Cependant, outre le fait que l’électricité qu’elle consomme n’est pas toujours verte, la voiture électrique présente encore un gros inconvénient : le temps de recharge, qui ne saurait être inférieur à 1 heure (sur le dernier modèle Tesla), et qui peut paraître très pénalisant pour qui veut faire de la route (par exemple faire Paris Lyon en 4 heures 30). Un problème qui peut être résolu en remplaçant les batteries par une pile à combustible alimentée en hydrogène, lequel hydrogène est dans un réservoir qui se remplit aussi vite qu’un réservoir d’essence ou de gazole. Mais cette solution, déjà appliquée sur des camions et le ferroviaire, semble encore lointaine pour les véhicules particuliers, avec un coût encore élevé des piles à combustible, et peu ou pas encore de stations-services vendant ce supercarburant, qui pour être cohérent devra être vert. - Enfin, si tous les constructeurs se mettent à produire des voitures électriques, ceci suppose un changement important pour l’industrie en Europe et ailleurs : i) la principale valeur ajoutée est dans les batteries achetées pour un certain temps encore à des fabricants chinois, coréens ou japonais, c’est-à-dire loin de chez nous et dans des conditions pas toujours très respectueuses de l’environnement ou de l’OIT et ii) une voiture électrique nécessiterait 20% de main d’oeuvre en moins pour sa fabrication, notamment parce que le groupe motopropulseur est bien plus simple qu’un moteur thermique et nécessite d’autres compétences, et sa montée en puissance peut donc détruire des emplois, ce qui assurément n’est bon pour personne.

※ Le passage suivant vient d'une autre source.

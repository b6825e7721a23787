//! Static filename resources: the key-name dictionary and file-type catalog.
//!
//! Both are embedded JSON parsed once per process. Components take them by
//! reference so alternate resources can be injected; `builtin()` returns the
//! shared process-wide copies.

use std::sync::OnceLock;

use indexmap::IndexMap;
use regex::Regex;
use serde::Deserialize;

use crate::constants::catalog::{
    ALNUM_CLASS, DIGIT_CLASS, INDEX_TOKEN, LABEL_TOKEN, MATCHES_TOKEN, SPAN_CLASS, SUFFIX_TOKEN,
};
use crate::errors::ConfigError;
use crate::types::{FieldName, FileTypeName, Label};
use crate::utils::rename_keys;

const KEYNAMES_JSON: &str = include_str!("../resources/keynames.json");
const FILETYPES_JSON: &str = include_str!("../resources/filetypes.json");

/// Ordered dictionary between canonical field names and on-disk abbreviations.
#[derive(Clone, Debug)]
pub struct KeyNames {
    to_abbreviation: IndexMap<String, String>,
    to_canonical: IndexMap<String, String>,
}

impl KeyNames {
    /// Build from a canonical-name-to-abbreviation mapping.
    pub fn new(to_abbreviation: IndexMap<String, String>) -> Self {
        let to_canonical = to_abbreviation
            .iter()
            .map(|(canonical, abbreviation)| (abbreviation.clone(), canonical.clone()))
            .collect();
        Self {
            to_abbreviation,
            to_canonical,
        }
    }

    /// Parse a JSON object of canonical-name-to-abbreviation entries.
    pub fn from_json(text: &str) -> Result<Self, ConfigError> {
        let to_abbreviation: IndexMap<String, String> = serde_json::from_str(text)?;
        Ok(Self::new(to_abbreviation))
    }

    /// Shared dictionary parsed from the embedded resource.
    pub fn builtin() -> &'static KeyNames {
        static BUILTIN: OnceLock<KeyNames> = OnceLock::new();
        BUILTIN.get_or_init(|| {
            KeyNames::from_json(KEYNAMES_JSON).expect("embedded key-name dictionary is valid")
        })
    }

    /// On-disk abbreviation for a canonical field name.
    pub fn abbreviation(&self, canonical: &str) -> Option<&str> {
        self.to_abbreviation.get(canonical).map(String::as_str)
    }

    /// Canonical field name for an on-disk abbreviation.
    pub fn canonical(&self, abbreviation: &str) -> Option<&str> {
        self.to_canonical.get(abbreviation).map(String::as_str)
    }

    /// Full canonical-to-abbreviation mapping, in dictionary order.
    pub fn abbreviation_map(&self) -> &IndexMap<String, String> {
        &self.to_abbreviation
    }

    /// Rename a decoded field map from abbreviations to canonical names.
    ///
    /// Uses match-at-end substitution so abbreviations that are substrings of
    /// other field names (`rec` inside `recording`) cannot corrupt them.
    pub fn expand_keys<V: Clone>(
        &self,
        fields: &IndexMap<FieldName, V>,
    ) -> Result<IndexMap<FieldName, V>, ConfigError> {
        rename_keys(fields, &self.to_canonical, true)
    }
}

/// Labels a file type declares, split into the required core and the full set.
#[derive(Clone, Debug, PartialEq, Deserialize)]
pub struct LabelSet {
    /// Labels every file of this type must carry.
    pub minimal: Vec<Label>,
    /// Every label files of this type may carry.
    pub all: Vec<Label>,
}

/// One catalog entry: declared labels plus filename templates for detection.
#[derive(Clone, Debug, PartialEq, Deserialize)]
pub struct FileTypeSpec {
    /// Declared label sets.
    pub labels: LabelSet,
    /// Detection templates in placeholder syntax (see [`compile_template`]).
    #[serde(default)]
    pub templates: Vec<String>,
}

/// Result of matching a filename against every catalog entry's templates.
#[derive(Clone, Debug, PartialEq, Eq)]
pub enum FileTypeMatch {
    /// No catalog entry matched.
    None,
    /// Exactly one entry matched.
    Unique(FileTypeName),
    /// Two or more entries matched; all candidates are surfaced.
    Ambiguous(Vec<FileTypeName>),
}

impl FileTypeMatch {
    /// The matched name when detection was unambiguous.
    pub fn unique(&self) -> Option<&FileTypeName> {
        match self {
            FileTypeMatch::Unique(name) => Some(name),
            _ => None,
        }
    }
}

/// Catalog of file types with precompiled detection patterns.
#[derive(Clone, Debug)]
pub struct FileTypeCatalog {
    types: IndexMap<FileTypeName, FileTypeSpec>,
    patterns: IndexMap<FileTypeName, Vec<Regex>>,
}

impl FileTypeCatalog {
    /// Build a catalog, compiling every entry's templates.
    pub fn new(types: IndexMap<FileTypeName, FileTypeSpec>) -> Result<Self, ConfigError> {
        let mut patterns = IndexMap::with_capacity(types.len());
        for (name, spec) in &types {
            let compiled = spec
                .templates
                .iter()
                .map(|template| compile_template(template))
                .collect::<Result<Vec<_>, _>>()?;
            patterns.insert(name.clone(), compiled);
        }
        Ok(Self { types, patterns })
    }

    /// Parse a JSON object of file-type entries.
    pub fn from_json(text: &str) -> Result<Self, ConfigError> {
        let types: IndexMap<FileTypeName, FileTypeSpec> = serde_json::from_str(text)?;
        Self::new(types)
    }

    /// Shared catalog parsed from the embedded resource.
    pub fn builtin() -> &'static FileTypeCatalog {
        static BUILTIN: OnceLock<FileTypeCatalog> = OnceLock::new();
        BUILTIN.get_or_init(|| {
            FileTypeCatalog::from_json(FILETYPES_JSON).expect("embedded file-type catalog is valid")
        })
    }

    /// Look up one file type.
    pub fn get(&self, name: &str) -> Option<&FileTypeSpec> {
        self.types.get(name)
    }

    /// Whether the catalog declares `name`.
    pub fn contains(&self, name: &str) -> bool {
        self.types.contains_key(name)
    }

    /// Iterate entries in catalog order.
    pub fn iter(&self) -> impl Iterator<Item = (&FileTypeName, &FileTypeSpec)> {
        self.types.iter()
    }

    /// Match `filename` against every entry's templates.
    ///
    /// Entries without templates (the shared `base` entry) never match.
    pub fn detect(&self, filename: &str) -> FileTypeMatch {
        let mut matched: Vec<FileTypeName> = Vec::new();
        for (name, patterns) in &self.patterns {
            if patterns.iter().any(|pattern| pattern.is_match(filename)) {
                matched.push(name.clone());
            }
        }
        match matched.len() {
            0 => FileTypeMatch::None,
            1 => FileTypeMatch::Unique(matched.swap_remove(0)),
            _ => FileTypeMatch::Ambiguous(matched),
        }
    }
}

/// Compile a detection template into a start-anchored pattern.
///
/// Placeholders: `<label>` and `<suffix>` become an alphanumeric run,
/// `<index>` a digit run, `<matches>` a run of filename-safe characters;
/// `[...]` becomes an optional non-capturing group. Everything else matches
/// literally. Patterns are not end-anchored, so a trailing extension never
/// blocks a match.
pub fn compile_template(template: &str) -> Result<Regex, ConfigError> {
    let mut pattern = String::with_capacity(template.len() + 8);
    pattern.push('^');
    let mut literal = String::new();
    let mut rest = template;
    while !rest.is_empty() {
        if let Some(tail) = rest.strip_prefix(LABEL_TOKEN) {
            flush_literal(&mut pattern, &mut literal);
            pattern.push_str(ALNUM_CLASS);
            rest = tail;
        } else if let Some(tail) = rest.strip_prefix(SUFFIX_TOKEN) {
            flush_literal(&mut pattern, &mut literal);
            pattern.push_str(ALNUM_CLASS);
            rest = tail;
        } else if let Some(tail) = rest.strip_prefix(INDEX_TOKEN) {
            flush_literal(&mut pattern, &mut literal);
            pattern.push_str(DIGIT_CLASS);
            rest = tail;
        } else if let Some(tail) = rest.strip_prefix(MATCHES_TOKEN) {
            flush_literal(&mut pattern, &mut literal);
            pattern.push_str(SPAN_CLASS);
            rest = tail;
        } else if let Some(tail) = rest.strip_prefix('[') {
            flush_literal(&mut pattern, &mut literal);
            pattern.push_str("(?:");
            rest = tail;
        } else if let Some(tail) = rest.strip_prefix(']') {
            flush_literal(&mut pattern, &mut literal);
            pattern.push_str(")?");
            rest = tail;
        } else if let Some(ch) = rest.chars().next() {
            literal.push(ch);
            rest = &rest[ch.len_utf8()..];
        }
    }
    flush_literal(&mut pattern, &mut literal);
    Regex::new(&pattern).map_err(ConfigError::from)
}

fn flush_literal(pattern: &mut String, literal: &mut String) {
    if !literal.is_empty() {
        pattern.push_str(&regex::escape(literal));
        literal.clear();
    }
}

Donc, pour nombre d’investisseurs, le secteur automobile génère non seulement des risques environnementaux mais aussi des risques sociaux, puisqu’il emploie énormément de monde : sur le Vieux Continent, l’industrie automobile représente 13 millions d’emplois directs et indirects. Pour ces raisons, les constructeurs sont plutôt mal notés dans l’ensemble par les différentes agences de notation extra-financières. Même Tesla, qui semble parfait écologiquement parlant, mais est épinglé par les agence en raison de sa gestion RH déplorable a priori.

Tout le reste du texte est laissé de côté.